Completion of the Transactions is subject to a number of conditions, including but not limited to, TSX-V acceptance and if applicable, disinterested shareholder approval. Where applicable, the Transactions cannot close until the required shareholder approval is obtained. There can be no assurance that the Transactions will be completed as proposed or at all. Investors are cautioned that, except as disclosed in the filing statement to be prepared in connection with the Transactions, any information released or received with respect to the Transactions may not be accurate or complete and should not be relied upon. Trading in the securities of the Company should be considered highly speculative. The TSX Venture Exchange Inc. has in no way passed upon the merits of the proposed transaction and has neither approved nor disapproved the contents of this news release.

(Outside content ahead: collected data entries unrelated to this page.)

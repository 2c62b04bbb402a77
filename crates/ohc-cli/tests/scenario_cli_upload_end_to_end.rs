//! `ohc upload` against a mock OnlineHashCrack endpoint.

use std::fs;
use std::path::Path;

use assert_cmd::Command;
use httpmock::prelude::*;
use predicates::prelude::*;
use serde_json::json;

const KEY: &str = "test-key-value";

fn write_config(dir: &Path, server: &MockServer, extra: &str) -> String {
    let p = dir.join("ohc.yaml");
    fs::write(
        &p,
        format!("api:\n  base_url: {}\n{}", server.url("/v2"), extra),
    )
    .unwrap();
    p.to_string_lossy().into_owned()
}

fn ohc(dir: &Path) -> Command {
    let mut cmd = Command::cargo_bin("ohc").unwrap();
    cmd.current_dir(dir).env("OHC_API_KEY", KEY).env("RUST_LOG", "warn");
    cmd
}

#[test]
fn empty_input_dir_makes_no_request() {
    let dir = tempfile::tempdir().unwrap();
    let server = MockServer::start();
    let any = server.mock(|when, then| {
        when.method(POST);
        then.status(200).json_body(json!({"success": true}));
    });
    let cfg = write_config(dir.path(), &server, "");

    ohc(dir.path())
        .args(["upload", "--config", &cfg])
        .assert()
        .success()
        .stdout(predicate::str::contains("outcome=NO_LOCAL_RECORDS"));
    any.assert_hits(0);
}

#[test]
fn missing_records_are_submitted_once_in_order() {
    let dir = tempfile::tempdir().unwrap();
    fs::write(dir.path().join("a.hc22000"), "# capture 1\nh_a\nh_b\nh_a\n").unwrap();
    fs::write(dir.path().join("b.hc22000"), "h_c\r\n\r\nh_d\r\n").unwrap();

    let server = MockServer::start();
    let list = server.mock(|when, then| {
        when.method(POST)
            .path("/v2")
            .json_body_partial(r#"{"action": "list_tasks", "agree_terms": "yes"}"#);
        then.status(200).json_body(json!({
            "success": true,
            "tasks": [{"hash": "h_b"}, {"hash": "h_d"}]
        }));
    });
    let upload = server.mock(|when, then| {
        when.method(POST).path("/v2").json_body(json!({
            "api_key": KEY,
            "agree_terms": "yes",
            "algo_mode": 22000,
            "hashes": ["h_a", "h_c"]
        }));
        then.status(200)
            .json_body(json!({"success": true, "message": "2 tasks created"}));
    });
    let cfg = write_config(dir.path(), &server, "");

    ohc(dir.path())
        .args(["upload", "--config", &cfg])
        .assert()
        .success()
        .stdout(predicate::str::contains("local_total=4"))
        .stdout(predicate::str::contains("already_remote=2"))
        .stdout(predicate::str::contains("outcome=SUBMIT"))
        .stdout(predicate::str::contains("submit_accepted=true"))
        .stdout(predicate::str::contains(KEY).not());

    list.assert_hits(1);
    upload.assert_hits(1);
}

#[test]
fn over_capacity_writes_overflow_file_and_exits_1() {
    let dir = tempfile::tempdir().unwrap();
    fs::write(dir.path().join("a.hc22000"), "h1\nh2\nh3\n").unwrap();

    let server = MockServer::start();
    let list = server.mock(|when, then| {
        when.method(POST).json_body_partial(r#"{"action": "list_tasks"}"#);
        then.status(200).json_body(json!({"success": true, "tasks": []}));
    });
    let upload = server.mock(|when, then| {
        when.method(POST).json_body_partial(r#"{"algo_mode": 22000}"#);
        then.status(200).json_body(json!({"success": true}));
    });
    let cfg = write_config(
        dir.path(),
        &server,
        "submit:\n  capacity: 2\noverflow:\n  path: out/overflow.txt\n",
    );

    ohc(dir.path())
        .args(["upload", "--config", &cfg])
        .assert()
        .code(1)
        .stdout(predicate::str::contains("outcome=OVERFLOW"))
        .stdout(predicate::str::contains("overflow_count=3"));

    list.assert_hits(1);
    upload.assert_hits(0);

    let text = fs::read_to_string(dir.path().join("out/overflow.txt")).unwrap();
    let records: Vec<&str> = text.lines().filter(|l| !l.starts_with('#')).collect();
    assert_eq!(records, vec!["h1", "h2", "h3"]);
}

#[test]
fn rejected_upload_exits_3_without_retry() {
    let dir = tempfile::tempdir().unwrap();
    fs::write(dir.path().join("a.hc22000"), "h1\n").unwrap();

    let server = MockServer::start();
    server.mock(|when, then| {
        when.method(POST).json_body_partial(r#"{"action": "list_tasks"}"#);
        then.status(200).json_body(json!({"success": true, "tasks": []}));
    });
    let upload = server.mock(|when, then| {
        when.method(POST).json_body_partial(r#"{"algo_mode": 22000}"#);
        then.status(429)
            .json_body(json!({"success": false, "message": "Rate limit exceeded"}));
    });
    let cfg = write_config(dir.path(), &server, "");

    ohc(dir.path())
        .args(["upload", "--config", &cfg])
        .assert()
        .code(3)
        .stdout(predicate::str::contains("submit_http_status=429"))
        .stdout(predicate::str::contains("submit_error=Rate limit exceeded"));
    upload.assert_hits(1);
}

#[test]
fn rejected_task_list_exits_3_and_never_uploads() {
    let dir = tempfile::tempdir().unwrap();
    fs::write(dir.path().join("a.hc22000"), "h1\n").unwrap();

    let server = MockServer::start();
    server.mock(|when, then| {
        when.method(POST).json_body_partial(r#"{"action": "list_tasks"}"#);
        then.status(401)
            .json_body(json!({"success": false, "message": "Invalid API key"}));
    });
    let upload = server.mock(|when, then| {
        when.method(POST).json_body_partial(r#"{"algo_mode": 22000}"#);
        then.status(200).json_body(json!({"success": true}));
    });
    let cfg = write_config(dir.path(), &server, "");

    ohc(dir.path())
        .args(["upload", "--config", &cfg])
        .assert()
        .code(3)
        .stderr(predicate::str::contains("Invalid API key"));
    upload.assert_hits(0);
}

#[test]
fn unreachable_service_exits_4() {
    let dir = tempfile::tempdir().unwrap();
    fs::write(dir.path().join("a.hc22000"), "h1\n").unwrap();
    let cfg = dir.path().join("ohc.yaml");
    fs::write(&cfg, "api:\n  base_url: http://127.0.0.1:9/v2\n  list_timeout_secs: 5\n").unwrap();

    ohc(dir.path())
        .args(["upload", "--config", cfg.to_str().unwrap()])
        .assert()
        .code(4)
        .stderr(predicate::str::contains("list_tasks request failed"));
}

#[test]
fn missing_explicit_file_exits_5() {
    let dir = tempfile::tempdir().unwrap();
    let server = MockServer::start();
    let cfg = write_config(dir.path(), &server, "");

    ohc(dir.path())
        .args(["upload", "--config", &cfg, "does-not-exist.hc22000"])
        .assert()
        .code(5)
        .stderr(predicate::str::contains("input source not found"));
}

#[test]
fn report_dir_gets_one_report_per_run() {
    let dir = tempfile::tempdir().unwrap();
    fs::write(dir.path().join("a.hc22000"), "h1\n").unwrap();

    let server = MockServer::start();
    server.mock(|when, then| {
        when.method(POST).json_body_partial(r#"{"action": "list_tasks"}"#);
        then.status(200)
            .json_body(json!({"success": true, "tasks": [{"hash": "h1"}]}));
    });
    let cfg = write_config(dir.path(), &server, "");
    let reports = dir.path().join("reports");

    ohc(dir.path())
        .args(["upload", "--config", &cfg, "--report-dir", reports.to_str().unwrap()])
        .assert()
        .success()
        .stdout(predicate::str::contains("outcome=EMPTY"));

    let runs: Vec<_> = fs::read_dir(&reports).unwrap().collect();
    assert_eq!(runs.len(), 1);
    let run_dir = runs.into_iter().next().unwrap().unwrap().path();
    let report: serde_json::Value =
        serde_json::from_str(&fs::read_to_string(run_dir.join("report.json")).unwrap()).unwrap();
    assert_eq!(report["outcome"], "EMPTY");
    assert_eq!(report["local_total"], 1);
    assert_eq!(report["already_remote"], 1);
}

#[test]
fn unwritable_report_dir_keeps_the_submit_exit_code() {
    let dir = tempfile::tempdir().unwrap();
    fs::write(dir.path().join("a.hc22000"), "h_new\n").unwrap();
    let blocker = dir.path().join("reports");
    fs::write(&blocker, "not a directory").unwrap();

    let server = MockServer::start();
    server.mock(|when, then| {
        when.method(POST).json_body_partial(r#"{"action": "list_tasks"}"#);
        then.status(200).json_body(json!({"success": true, "tasks": []}));
    });
    let upload = server.mock(|when, then| {
        when.method(POST).json_body_partial(r#"{"hashes": ["h_new"]}"#);
        then.status(200)
            .json_body(json!({"success": true, "message": "1 task created"}));
    });
    let cfg = write_config(dir.path(), &server, "");

    ohc(dir.path())
        .args(["upload", "--config", &cfg, "--report-dir", blocker.to_str().unwrap()])
        .assert()
        .success()
        .stdout(predicate::str::contains("outcome=SUBMIT"))
        .stdout(predicate::str::contains("submit_accepted=true"))
        .stdout(predicate::str::contains("report_path=").not())
        .stderr(predicate::str::contains("run report not written"));

    upload.assert_hits(1);
}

This news release may include forward-looking statements including opinions, assumptions, estimates, the Company’s assessment of future plans and operations, and, more particularly, statements concerning the resumption of trading of the Common Shares, the Name Change, including changes to the listing of the Common Shares on the TSX-V as a result thereof, the completion of the transactions contemplated by the Investment Agreement and Strategic Alliance Agreement and the Acquisition. When used in this document, the words “will,” “anticipate,” “believe,” “estimate,” “expect,” “intent,” “may,” “project,” “should,” and similar expressions are intended to be among the statements that identify forward-looking statements. The forward-looking statements are founded on the basis of expectations and assumptions made by the Company which include, but are not limited to, the timing of the receipt of the required regulatory and third party approvals, as well as the satisfaction of other conditions pertaining to the completion of the Investment Agreement, Strategic Alliance Agreement and the Amalgamation Agreement. Forward-looking statements are subject to a wide range of risks and uncertainties, and although the Company believes that the expectations represented by such forward-looking statements are reasonable, there can be no assurance that such expectations will be realized. Any number of important factors could cause actual results to differ materially from those in the forward-looking statements including, but not limited to: shareholder, regulatory and third party approvals not being obtained in the manner or timing anticipated; the ability to implement corporate strategies; the state of domestic capital markets; the ability to obtain financing; changes in general market conditions; industry conditions and events; the size of the medical marijuana market and the recreational marijuana market; government regulations, including future legislative and regulatory developments involving medical and recreational marijuana; competition from other industry participants; and other factors more fully described from time to time in the reports and filings made by the Company with securities regulatory authorities.

Except as required by applicable laws, the Company does not undertake any obligation to publicly update or revise any forward-looking statements.

Neither TSX Venture Exchange nor its Regulation Services Provider (as that term is defined in the policies of the TSX Venture Exchange) accepts responsibility for the adequacy or accuracy of this release.

This press release does not constitute an offer to sell or a solicitation of an offer to buy any of the securities described herein. The securities have not been and will not be registered under the United States Securities Act of 1933, as amended (the “U.S. Securities Act”), or any state securities laws and may not be offered or sold within the United States or to United States Persons unless registered under the U.S. Securities Act and applicable state securities laws or an exemption from such registration is available.

NOT FOR DISTRIBUTION TO U.S. NEWSWIRE SERVICES OR FOR DISSEMINATION IN THE UNITED STATES. ANY FAILURE TO COMPLY WITH THIS RESTRICTION MAY CONSTITUTE A VIOLATION OF U.S. SECURITIES LAWS.